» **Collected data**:

== Segment start ==

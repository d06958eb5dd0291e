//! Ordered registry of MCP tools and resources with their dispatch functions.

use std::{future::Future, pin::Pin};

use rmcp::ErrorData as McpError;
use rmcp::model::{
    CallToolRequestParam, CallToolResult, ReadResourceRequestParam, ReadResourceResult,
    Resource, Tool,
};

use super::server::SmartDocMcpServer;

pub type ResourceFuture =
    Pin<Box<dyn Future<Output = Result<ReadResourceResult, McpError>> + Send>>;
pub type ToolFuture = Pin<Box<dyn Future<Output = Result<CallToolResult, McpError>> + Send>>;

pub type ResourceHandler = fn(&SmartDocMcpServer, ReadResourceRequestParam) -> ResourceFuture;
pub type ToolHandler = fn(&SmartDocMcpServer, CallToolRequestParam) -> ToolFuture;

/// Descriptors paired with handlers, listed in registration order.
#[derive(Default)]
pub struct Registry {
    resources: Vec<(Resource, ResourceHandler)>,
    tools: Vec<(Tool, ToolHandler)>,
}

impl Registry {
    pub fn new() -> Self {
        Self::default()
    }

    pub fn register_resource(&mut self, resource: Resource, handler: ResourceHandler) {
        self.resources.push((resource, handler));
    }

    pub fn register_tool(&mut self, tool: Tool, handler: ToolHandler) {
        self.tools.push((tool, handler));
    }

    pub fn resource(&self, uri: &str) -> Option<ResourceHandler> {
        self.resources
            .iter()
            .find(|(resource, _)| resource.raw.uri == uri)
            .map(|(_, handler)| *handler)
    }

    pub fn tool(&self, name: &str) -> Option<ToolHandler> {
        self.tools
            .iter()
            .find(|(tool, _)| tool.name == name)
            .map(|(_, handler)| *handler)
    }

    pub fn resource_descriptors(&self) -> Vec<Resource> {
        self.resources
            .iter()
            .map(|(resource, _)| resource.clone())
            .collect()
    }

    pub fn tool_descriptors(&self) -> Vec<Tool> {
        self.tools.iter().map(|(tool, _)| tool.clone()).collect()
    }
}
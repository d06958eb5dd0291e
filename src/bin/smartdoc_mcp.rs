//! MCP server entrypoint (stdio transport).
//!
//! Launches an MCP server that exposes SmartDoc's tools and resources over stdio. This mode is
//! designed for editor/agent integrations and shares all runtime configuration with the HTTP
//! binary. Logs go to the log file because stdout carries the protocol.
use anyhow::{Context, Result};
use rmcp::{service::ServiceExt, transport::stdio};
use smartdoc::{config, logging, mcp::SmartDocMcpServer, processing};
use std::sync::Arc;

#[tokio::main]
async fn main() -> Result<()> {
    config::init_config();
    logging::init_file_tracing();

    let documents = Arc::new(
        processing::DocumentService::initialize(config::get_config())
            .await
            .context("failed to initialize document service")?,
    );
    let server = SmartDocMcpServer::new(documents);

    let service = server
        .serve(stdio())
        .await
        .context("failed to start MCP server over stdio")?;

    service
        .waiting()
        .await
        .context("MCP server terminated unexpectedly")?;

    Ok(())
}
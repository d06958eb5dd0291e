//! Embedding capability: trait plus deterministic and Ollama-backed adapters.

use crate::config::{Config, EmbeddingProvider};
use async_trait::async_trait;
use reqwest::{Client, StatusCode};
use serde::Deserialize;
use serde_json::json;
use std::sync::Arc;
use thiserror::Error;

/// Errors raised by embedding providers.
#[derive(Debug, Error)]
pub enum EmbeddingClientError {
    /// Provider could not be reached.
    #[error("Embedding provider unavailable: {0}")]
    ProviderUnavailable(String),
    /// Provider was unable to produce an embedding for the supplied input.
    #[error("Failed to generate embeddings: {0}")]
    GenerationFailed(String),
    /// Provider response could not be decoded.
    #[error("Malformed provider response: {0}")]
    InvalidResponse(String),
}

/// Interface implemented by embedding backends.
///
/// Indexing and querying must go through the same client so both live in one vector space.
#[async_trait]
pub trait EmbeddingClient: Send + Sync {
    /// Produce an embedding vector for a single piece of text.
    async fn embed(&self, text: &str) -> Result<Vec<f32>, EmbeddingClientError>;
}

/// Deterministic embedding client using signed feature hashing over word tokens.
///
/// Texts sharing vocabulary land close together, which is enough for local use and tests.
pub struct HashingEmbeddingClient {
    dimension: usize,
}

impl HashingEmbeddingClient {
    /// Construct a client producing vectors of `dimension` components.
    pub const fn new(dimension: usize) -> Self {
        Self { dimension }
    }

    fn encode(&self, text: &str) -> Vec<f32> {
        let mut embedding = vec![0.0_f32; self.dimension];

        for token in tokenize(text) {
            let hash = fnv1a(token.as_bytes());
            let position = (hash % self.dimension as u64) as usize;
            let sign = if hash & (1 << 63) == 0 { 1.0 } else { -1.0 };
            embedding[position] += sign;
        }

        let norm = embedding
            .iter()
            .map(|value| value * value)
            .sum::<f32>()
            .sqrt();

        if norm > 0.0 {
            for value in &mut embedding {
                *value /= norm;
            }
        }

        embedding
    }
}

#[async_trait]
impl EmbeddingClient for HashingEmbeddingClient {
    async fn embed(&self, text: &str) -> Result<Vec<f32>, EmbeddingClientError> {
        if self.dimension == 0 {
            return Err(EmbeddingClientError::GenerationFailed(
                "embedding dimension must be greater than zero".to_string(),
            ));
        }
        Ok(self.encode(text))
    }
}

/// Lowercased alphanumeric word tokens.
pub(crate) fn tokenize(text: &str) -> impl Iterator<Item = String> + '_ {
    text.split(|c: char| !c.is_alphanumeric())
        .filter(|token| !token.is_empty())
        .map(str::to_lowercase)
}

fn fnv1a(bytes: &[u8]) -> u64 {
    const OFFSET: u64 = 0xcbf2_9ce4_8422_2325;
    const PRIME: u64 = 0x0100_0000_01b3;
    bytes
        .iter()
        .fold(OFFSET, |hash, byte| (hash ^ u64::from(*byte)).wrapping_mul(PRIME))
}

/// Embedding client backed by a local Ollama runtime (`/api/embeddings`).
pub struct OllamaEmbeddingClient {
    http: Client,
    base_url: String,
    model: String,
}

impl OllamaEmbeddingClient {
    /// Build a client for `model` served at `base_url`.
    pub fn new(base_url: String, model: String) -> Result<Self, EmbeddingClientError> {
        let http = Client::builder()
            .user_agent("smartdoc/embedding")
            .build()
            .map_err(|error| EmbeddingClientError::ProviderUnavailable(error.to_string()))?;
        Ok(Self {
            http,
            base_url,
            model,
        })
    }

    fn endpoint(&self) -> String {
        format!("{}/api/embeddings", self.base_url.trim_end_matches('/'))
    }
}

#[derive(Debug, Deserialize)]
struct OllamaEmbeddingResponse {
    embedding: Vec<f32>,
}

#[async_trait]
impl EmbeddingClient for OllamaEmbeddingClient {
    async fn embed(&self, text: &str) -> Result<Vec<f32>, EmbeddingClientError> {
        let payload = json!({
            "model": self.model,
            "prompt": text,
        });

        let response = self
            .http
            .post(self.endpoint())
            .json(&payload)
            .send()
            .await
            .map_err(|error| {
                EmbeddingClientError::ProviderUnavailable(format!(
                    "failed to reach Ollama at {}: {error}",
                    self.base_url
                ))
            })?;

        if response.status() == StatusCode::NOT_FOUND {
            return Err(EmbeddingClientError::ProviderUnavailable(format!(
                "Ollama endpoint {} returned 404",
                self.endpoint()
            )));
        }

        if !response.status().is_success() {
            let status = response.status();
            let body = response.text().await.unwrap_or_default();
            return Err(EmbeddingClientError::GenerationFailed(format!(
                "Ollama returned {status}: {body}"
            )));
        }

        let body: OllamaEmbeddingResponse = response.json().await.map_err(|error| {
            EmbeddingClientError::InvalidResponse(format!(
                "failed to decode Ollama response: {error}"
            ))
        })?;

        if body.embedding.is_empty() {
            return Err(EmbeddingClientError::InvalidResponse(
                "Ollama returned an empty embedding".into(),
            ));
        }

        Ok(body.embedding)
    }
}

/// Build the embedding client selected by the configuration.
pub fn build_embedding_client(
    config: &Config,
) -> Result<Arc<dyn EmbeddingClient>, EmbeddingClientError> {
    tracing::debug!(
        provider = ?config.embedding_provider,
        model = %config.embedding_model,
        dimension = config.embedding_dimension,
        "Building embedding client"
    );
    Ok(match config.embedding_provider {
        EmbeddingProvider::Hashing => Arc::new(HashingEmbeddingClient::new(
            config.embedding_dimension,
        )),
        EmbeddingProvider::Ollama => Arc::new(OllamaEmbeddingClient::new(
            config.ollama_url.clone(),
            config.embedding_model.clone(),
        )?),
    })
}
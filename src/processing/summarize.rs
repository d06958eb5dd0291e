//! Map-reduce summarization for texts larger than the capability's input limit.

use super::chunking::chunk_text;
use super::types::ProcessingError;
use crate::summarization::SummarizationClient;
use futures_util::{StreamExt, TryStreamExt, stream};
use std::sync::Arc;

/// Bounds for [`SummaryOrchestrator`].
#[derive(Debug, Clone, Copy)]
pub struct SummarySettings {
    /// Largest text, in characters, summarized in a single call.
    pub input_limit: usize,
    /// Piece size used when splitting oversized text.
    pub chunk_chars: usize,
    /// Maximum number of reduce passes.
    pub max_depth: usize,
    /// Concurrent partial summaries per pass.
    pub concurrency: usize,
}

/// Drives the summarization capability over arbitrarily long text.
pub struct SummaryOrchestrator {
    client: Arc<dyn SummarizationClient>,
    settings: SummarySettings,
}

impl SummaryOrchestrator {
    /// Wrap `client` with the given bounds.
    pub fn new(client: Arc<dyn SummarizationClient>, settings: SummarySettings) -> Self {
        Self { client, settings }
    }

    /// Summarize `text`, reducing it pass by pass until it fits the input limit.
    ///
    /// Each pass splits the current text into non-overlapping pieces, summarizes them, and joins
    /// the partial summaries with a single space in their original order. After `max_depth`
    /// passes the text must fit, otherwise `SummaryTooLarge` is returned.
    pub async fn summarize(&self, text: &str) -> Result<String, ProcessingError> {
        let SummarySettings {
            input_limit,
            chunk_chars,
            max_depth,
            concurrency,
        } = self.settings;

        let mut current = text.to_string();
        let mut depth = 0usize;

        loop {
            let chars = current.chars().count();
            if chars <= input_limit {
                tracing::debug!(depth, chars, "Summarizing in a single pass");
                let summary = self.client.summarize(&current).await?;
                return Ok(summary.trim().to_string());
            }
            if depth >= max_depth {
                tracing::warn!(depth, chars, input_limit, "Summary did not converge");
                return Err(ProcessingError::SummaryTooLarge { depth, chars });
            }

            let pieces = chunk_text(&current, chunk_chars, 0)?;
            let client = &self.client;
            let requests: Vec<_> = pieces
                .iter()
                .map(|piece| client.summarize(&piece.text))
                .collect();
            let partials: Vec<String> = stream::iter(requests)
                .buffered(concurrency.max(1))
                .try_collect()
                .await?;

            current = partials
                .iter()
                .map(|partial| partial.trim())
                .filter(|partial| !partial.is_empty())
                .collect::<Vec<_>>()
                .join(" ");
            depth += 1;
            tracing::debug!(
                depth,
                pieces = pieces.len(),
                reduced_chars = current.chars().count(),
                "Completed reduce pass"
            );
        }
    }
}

== Segment end ==
== Segment start ==

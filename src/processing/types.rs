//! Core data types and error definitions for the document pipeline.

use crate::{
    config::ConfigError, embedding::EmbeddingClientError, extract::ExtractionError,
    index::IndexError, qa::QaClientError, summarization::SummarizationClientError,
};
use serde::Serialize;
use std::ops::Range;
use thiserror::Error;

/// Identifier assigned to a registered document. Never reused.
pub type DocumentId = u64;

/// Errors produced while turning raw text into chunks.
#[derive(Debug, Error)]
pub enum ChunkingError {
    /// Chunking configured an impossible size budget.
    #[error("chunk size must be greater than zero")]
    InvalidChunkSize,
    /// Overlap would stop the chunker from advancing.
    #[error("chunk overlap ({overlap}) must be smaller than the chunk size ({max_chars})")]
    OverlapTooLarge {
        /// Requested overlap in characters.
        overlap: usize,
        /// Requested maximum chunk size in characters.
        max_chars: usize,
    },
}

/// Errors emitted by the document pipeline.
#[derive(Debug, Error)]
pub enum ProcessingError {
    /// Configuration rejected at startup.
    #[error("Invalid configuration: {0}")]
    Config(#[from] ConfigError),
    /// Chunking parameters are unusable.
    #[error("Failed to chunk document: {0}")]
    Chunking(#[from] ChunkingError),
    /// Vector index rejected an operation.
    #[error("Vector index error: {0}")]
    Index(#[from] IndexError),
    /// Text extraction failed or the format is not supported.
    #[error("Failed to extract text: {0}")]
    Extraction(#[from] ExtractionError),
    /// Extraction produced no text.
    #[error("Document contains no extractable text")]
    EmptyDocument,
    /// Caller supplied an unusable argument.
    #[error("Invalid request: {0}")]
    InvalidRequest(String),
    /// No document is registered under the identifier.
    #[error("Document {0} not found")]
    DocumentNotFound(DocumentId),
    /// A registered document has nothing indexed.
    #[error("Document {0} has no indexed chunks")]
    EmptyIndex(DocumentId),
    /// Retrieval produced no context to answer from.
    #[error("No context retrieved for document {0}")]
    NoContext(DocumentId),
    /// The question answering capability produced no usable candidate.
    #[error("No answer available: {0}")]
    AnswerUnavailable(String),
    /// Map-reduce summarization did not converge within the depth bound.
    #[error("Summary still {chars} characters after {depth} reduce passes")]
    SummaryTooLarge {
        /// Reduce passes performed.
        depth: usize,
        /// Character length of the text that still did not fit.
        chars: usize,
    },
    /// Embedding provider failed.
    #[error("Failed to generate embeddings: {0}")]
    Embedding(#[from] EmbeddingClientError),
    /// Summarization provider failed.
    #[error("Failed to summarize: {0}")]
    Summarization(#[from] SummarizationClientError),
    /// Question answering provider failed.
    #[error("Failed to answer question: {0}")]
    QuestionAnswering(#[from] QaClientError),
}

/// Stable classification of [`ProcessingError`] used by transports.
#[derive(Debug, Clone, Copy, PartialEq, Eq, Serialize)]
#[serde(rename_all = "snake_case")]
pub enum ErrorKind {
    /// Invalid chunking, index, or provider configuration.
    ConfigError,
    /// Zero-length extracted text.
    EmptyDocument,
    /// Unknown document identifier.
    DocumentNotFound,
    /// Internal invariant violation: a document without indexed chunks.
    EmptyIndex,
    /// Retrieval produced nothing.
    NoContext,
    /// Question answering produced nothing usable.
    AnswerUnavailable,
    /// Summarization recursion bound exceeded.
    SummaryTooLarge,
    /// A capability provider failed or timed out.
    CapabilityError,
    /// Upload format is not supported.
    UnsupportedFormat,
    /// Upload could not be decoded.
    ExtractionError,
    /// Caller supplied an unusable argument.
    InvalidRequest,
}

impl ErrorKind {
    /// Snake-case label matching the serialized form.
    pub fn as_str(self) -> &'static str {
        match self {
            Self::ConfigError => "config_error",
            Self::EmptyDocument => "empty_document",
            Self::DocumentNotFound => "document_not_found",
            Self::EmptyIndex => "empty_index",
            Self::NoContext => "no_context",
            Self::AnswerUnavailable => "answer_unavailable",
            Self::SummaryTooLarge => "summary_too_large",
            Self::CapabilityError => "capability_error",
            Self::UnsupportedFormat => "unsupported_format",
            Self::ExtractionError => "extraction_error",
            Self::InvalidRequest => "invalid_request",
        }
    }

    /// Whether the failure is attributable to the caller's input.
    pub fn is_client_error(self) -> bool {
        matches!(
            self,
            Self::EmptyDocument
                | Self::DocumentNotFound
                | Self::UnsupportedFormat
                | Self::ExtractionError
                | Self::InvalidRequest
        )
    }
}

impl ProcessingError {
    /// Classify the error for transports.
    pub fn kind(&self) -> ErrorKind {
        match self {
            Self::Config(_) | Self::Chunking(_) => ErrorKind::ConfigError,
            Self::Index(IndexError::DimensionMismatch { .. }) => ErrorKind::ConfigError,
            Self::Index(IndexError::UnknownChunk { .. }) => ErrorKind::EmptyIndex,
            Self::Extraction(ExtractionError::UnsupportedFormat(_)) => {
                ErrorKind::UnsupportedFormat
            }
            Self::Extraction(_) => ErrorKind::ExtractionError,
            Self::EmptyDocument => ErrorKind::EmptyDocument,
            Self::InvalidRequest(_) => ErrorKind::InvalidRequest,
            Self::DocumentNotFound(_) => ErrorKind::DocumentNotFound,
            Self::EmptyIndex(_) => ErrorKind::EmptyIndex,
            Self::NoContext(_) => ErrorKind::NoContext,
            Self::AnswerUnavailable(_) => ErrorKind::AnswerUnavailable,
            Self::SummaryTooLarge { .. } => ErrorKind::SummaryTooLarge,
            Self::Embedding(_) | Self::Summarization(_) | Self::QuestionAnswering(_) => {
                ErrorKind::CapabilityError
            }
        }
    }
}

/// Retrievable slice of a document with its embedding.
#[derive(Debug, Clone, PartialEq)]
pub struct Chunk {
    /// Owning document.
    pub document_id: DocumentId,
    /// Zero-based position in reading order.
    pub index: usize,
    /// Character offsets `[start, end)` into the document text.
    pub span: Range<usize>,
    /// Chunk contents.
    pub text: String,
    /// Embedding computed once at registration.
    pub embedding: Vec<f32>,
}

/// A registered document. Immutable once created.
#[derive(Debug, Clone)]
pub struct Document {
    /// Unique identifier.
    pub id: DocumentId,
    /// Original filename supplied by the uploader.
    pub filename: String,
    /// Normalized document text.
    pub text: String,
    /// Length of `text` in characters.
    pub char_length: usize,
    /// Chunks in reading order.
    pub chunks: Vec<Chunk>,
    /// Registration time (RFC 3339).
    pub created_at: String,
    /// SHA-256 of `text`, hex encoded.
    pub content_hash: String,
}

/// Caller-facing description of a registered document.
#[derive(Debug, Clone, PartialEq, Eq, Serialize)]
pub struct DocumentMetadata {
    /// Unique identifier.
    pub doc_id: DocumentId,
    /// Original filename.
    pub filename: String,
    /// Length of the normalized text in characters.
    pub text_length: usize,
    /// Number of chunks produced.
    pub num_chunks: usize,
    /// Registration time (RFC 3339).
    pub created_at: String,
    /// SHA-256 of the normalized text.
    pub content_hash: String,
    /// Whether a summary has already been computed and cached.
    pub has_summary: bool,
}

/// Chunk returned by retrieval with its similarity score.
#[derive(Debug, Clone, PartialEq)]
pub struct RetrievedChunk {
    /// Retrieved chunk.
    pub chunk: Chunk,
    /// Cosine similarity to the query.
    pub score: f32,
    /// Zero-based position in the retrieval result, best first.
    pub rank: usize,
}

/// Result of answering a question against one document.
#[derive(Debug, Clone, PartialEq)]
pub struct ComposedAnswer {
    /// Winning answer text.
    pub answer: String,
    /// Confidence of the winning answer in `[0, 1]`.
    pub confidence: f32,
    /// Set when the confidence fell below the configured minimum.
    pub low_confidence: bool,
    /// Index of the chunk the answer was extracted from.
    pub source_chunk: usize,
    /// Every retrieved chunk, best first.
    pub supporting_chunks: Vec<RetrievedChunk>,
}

== Segment end ==

» **Task goal**:
Looking at the data above, return every line from the one with "pub type DocumentId = u64;" down to the one with "pub enum ProcessingError", exactly and inclusively.

» **Worked solution**:
pub type DocumentId = u64;

/// Errors produced while turning raw text into chunks.
#[derive(Debug, Error)]
pub enum ChunkingError {
    /// Chunking configured an impossible size budget.
    #[error("chunk size must be greater than zero")]
    InvalidChunkSize,
    /// Overlap would stop the chunker from advancing.
    #[error("chunk overlap ({overlap}) must be smaller than the chunk size ({max_chars})")]
    OverlapTooLarge {
        /// Requested overlap in characters.
        overlap: usize,
        /// Requested maximum chunk size in characters.
        max_chars: usize,
    },
}

/// Errors emitted by the document pipeline.
#[derive(Debug, Error)]
pub enum ProcessingError {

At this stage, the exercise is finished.